(Data to process Opens)
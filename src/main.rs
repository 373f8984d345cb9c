use libadwaita as adw;

use adw::prelude::*;

mod app;
mod capture;
mod error;
mod selection;
mod store;
mod ui;

const APP_ID: &str = "org.example.ElementLabeler";

fn main() -> gtk4::glib::ExitCode {
    env_logger::Builder::from_env(env_logger::Env::default().default_filter_or("info")).init();

    let app = adw::Application::builder().application_id(APP_ID).build();

    app.connect_activate(ui::build_ui);
    app.run()
}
(Data to process Closes)
§ **Aim of the task**
Repeat each line of the data exactly, missing none.

§ **Answer section**
filename src/main.rs
repository 373f8984d345cb9c
use libadwaita as adw;

use adw::prelude::*;

mod app;
mod capture;
mod error;
mod selection;
mod store;
mod ui;

const APP_ID: &str = "org.example.ElementLabeler";

fn main() -> gtk4::glib::ExitCode {
    env_logger::Builder::from_env(env_logger::Env::default().default_filter_or("info")).init();

    let app = adw::Application::builder().application_id(APP_ID).build();

    app.connect_activate(ui::build_ui);
    app.run()
}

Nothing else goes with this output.